* Data shown:
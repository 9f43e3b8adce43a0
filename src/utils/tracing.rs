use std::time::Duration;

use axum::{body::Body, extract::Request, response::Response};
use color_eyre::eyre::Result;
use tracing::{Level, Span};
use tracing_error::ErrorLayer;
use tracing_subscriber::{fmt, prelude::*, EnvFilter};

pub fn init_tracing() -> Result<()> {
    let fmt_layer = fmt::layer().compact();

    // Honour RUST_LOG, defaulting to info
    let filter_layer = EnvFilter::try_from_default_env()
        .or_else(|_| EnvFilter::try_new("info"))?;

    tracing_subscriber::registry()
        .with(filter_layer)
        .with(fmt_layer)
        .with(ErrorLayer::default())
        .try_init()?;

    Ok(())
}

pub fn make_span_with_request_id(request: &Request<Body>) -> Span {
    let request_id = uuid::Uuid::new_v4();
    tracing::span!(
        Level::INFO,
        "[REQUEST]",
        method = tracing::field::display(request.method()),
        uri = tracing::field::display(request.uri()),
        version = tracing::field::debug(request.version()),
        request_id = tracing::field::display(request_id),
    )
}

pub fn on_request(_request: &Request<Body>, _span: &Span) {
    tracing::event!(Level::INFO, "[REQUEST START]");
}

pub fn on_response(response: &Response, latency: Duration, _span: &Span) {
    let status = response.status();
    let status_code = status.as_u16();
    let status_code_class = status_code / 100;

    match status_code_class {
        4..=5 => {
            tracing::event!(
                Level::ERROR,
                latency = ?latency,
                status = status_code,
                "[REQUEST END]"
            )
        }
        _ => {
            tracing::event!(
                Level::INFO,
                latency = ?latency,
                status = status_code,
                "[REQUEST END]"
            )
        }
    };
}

* * *

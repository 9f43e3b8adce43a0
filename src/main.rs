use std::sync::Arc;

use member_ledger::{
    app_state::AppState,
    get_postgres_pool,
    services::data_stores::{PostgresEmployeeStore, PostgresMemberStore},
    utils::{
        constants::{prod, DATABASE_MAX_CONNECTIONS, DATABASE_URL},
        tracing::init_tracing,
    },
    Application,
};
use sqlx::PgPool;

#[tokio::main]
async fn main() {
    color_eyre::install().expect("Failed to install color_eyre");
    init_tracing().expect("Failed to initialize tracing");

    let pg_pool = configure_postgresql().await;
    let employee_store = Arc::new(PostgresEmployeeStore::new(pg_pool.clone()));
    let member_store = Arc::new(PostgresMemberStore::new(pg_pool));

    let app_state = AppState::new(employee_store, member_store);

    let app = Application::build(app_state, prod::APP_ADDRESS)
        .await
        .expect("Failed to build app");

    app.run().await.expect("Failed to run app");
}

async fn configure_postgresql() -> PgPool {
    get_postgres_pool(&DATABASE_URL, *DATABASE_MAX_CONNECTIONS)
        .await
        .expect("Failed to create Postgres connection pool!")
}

* Task details: Go through the data and copy every line that includes "EnvFilter".

* Exercise solution:
use tracing_subscriber::{fmt, prelude::*, EnvFilter};
    let filter_layer = EnvFilter::try_from_default_env()
        .or_else(|_| EnvFilter::try_new("info"))?;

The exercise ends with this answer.